PROBLEM DETAILS -> Each line holding the string "targets" is to be copied from the data.

Saved entries
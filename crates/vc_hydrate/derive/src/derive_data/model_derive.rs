use std::collections::BTreeSet;

use proc_macro2::TokenStream;
use quote::{ToTokens, quote};
use syn::ext::IdentExt;
use syn::spanned::Spanned;
use syn::{Data, DeriveInput, Fields, Ident, Path, Type};

use super::{FieldAttributes, TypeAttributes};

// -----------------------------------------------------------------------------
// ModelField

/// A named field of the derived struct.
#[derive(Debug)]
pub(crate) struct ModelField<'a> {
    pub ident: &'a Ident,
    pub ty: &'a Type,
    /// The property name, `rename` or the unraw field ident.
    pub name: String,
    pub attrs: FieldAttributes,
}

// -----------------------------------------------------------------------------
// ModelDerive

/// Everything the code generators need to know about the derived struct.
pub(crate) struct ModelDerive<'a> {
    vc_hydrate_path: Path,
    ident: &'a Ident,
    attrs: TypeAttributes,
    /// Property fields in declaration order, `base` and `skip` fields excluded.
    properties: Vec<ModelField<'a>>,
    base: Option<ModelField<'a>>,
}

impl<'a> ModelDerive<'a> {
    pub(crate) fn parse(ast: &'a DeriveInput) -> syn::Result<Self> {
        if !ast.generics.params.is_empty() {
            return Err(syn::Error::new(
                ast.generics.span(),
                "`#[derive(Model)]` does not support generic types",
            ));
        }

        let attrs = TypeAttributes::parse_attrs(&ast.attrs)?;

        let named = match &ast.data {
            Data::Struct(data) => match &data.fields {
                Fields::Named(fields) => Some(&fields.named),
                Fields::Unit => None,
                Fields::Unnamed(fields) => {
                    return Err(syn::Error::new(
                        fields.span(),
                        "`#[derive(Model)]` needs named fields, properties are addressed by name",
                    ));
                }
            },
            Data::Enum(data) => {
                return Err(syn::Error::new(
                    data.enum_token.span(),
                    "`#[derive(Model)]` does not support enums",
                ));
            }
            Data::Union(data) => {
                return Err(syn::Error::new(
                    data.union_token.span(),
                    "`#[derive(Model)]` does not support unions",
                ));
            }
        };

        let mut properties = Vec::new();
        let mut base: Option<ModelField<'a>> = None;
        let mut names = BTreeSet::new();

        for field in named.into_iter().flatten() {
            let attrs = FieldAttributes::parse_attrs(&field.attrs)?;
            if attrs.skip.is_some() {
                continue;
            }

            let Some(ident) = field.ident.as_ref() else {
                continue;
            };
            let name = match &attrs.rename {
                Some(lit) => lit.value(),
                None => ident.unraw().to_string(),
            };
            let model_field = ModelField {
                ident,
                ty: &field.ty,
                name,
                attrs,
            };

            if let Some(span) = model_field.attrs.base {
                if base.is_some() {
                    return Err(syn::Error::new(span, "a model can only have one `base`"));
                }
                base = Some(model_field);
                continue;
            }

            if !names.insert(model_field.name.clone()) {
                return Err(syn::Error::new(
                    field.span(),
                    format!("duplicate property `{}`", model_field.name),
                ));
            }
            properties.push(model_field);
        }

        if let Some(span) = attrs.custom_attributes
            && properties.iter().any(|f| f.attrs.nested.is_some())
        {
            return Err(syn::Error::new(
                span,
                "`custom_attributes` cannot be combined with `nested` fields, \
                 declare the nested targets in the `HasCustomAttributes` impl",
            ));
        }

        Ok(Self {
            vc_hydrate_path: crate::path::vc_hydrate(),
            ident: &ast.ident,
            attrs,
            properties,
            base,
        })
    }

    #[inline]
    pub(crate) fn vc_hydrate_path(&self) -> &Path {
        &self.vc_hydrate_path
    }

    #[inline]
    pub(crate) fn ident(&self) -> &Ident {
        self.ident
    }

    #[inline]
    pub(crate) fn attrs(&self) -> &TypeAttributes {
        &self.attrs
    }

    #[inline]
    pub(crate) fn properties(&self) -> &[ModelField<'a>] {
        &self.properties
    }

    #[inline]
    pub(crate) fn base(&self) -> Option<&ModelField<'a>> {
        self.base.as_ref()
    }

    /// Properties hydrated into another model.
    pub(crate) fn nested(&self) -> impl Iterator<Item = (&ModelField<'a>, &Type)> {
        self.properties
            .iter()
            .filter_map(|f| f.attrs.nested.as_ref().map(|ty| (f, ty)))
    }

    /// Whether the type carries the "declares custom attributes" capability.
    pub(crate) fn has_custom_attributes(&self) -> bool {
        self.attrs.custom_attributes.is_some() || self.nested().next().is_some()
    }

    /// Models registered together with this one: the base, then the nested targets.
    pub(crate) fn dependencies(&self) -> Vec<&Type> {
        let mut seen = Vec::<String>::new();
        let mut output = Vec::new();
        let candidates = self
            .base
            .iter()
            .map(|f| f.ty)
            .chain(self.nested().map(|(_, ty)| ty));
        for ty in candidates {
            let key = ty.to_token_stream().to_string();
            if !seen.contains(&key) {
                seen.push(key);
                output.push(ty);
            }
        }
        output
    }

    /// Tokens of `type_path`, `type_name` and `module_path`.
    pub(crate) fn type_path_tokens(&self) -> (TokenStream, TokenStream, TokenStream) {
        match &self.attrs.type_path {
            Some(lit) => {
                let value = lit.value();
                match value.rsplit_once("::") {
                    Some((module, name)) => (
                        quote!(#lit),
                        quote!(#name),
                        quote!(::core::option::Option::Some(#module)),
                    ),
                    None => (
                        quote!(#lit),
                        quote!(#lit),
                        quote!(::core::option::Option::None),
                    ),
                }
            }
            None => {
                let name = self.ident.unraw().to_string();
                (
                    quote!(::core::concat!(::core::module_path!(), "::", #name)),
                    quote!(#name),
                    quote!(::core::option::Option::Some(::core::module_path!())),
                )
            }
        }
    }
}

TASK RESULT ->
                 declare the nested targets in the `HasCustomAttributes` impl",
    /// Models registered together with this one: the base, then the nested targets.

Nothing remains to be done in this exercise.